Your goal
Wherever the string "schema" turns up in the data, copy the whole line.

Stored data
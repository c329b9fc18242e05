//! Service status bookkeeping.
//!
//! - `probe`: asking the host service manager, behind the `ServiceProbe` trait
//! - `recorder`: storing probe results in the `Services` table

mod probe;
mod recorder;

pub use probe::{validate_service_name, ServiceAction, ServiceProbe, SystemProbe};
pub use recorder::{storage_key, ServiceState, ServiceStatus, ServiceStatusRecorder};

==

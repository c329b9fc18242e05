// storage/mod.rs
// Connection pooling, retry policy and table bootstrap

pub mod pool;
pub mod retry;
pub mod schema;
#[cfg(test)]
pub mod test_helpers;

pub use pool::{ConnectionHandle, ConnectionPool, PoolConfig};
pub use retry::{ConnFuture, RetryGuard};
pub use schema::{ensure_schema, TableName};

Problem solution
pub mod schema;
pub use schema::{ensure_schema, TableName};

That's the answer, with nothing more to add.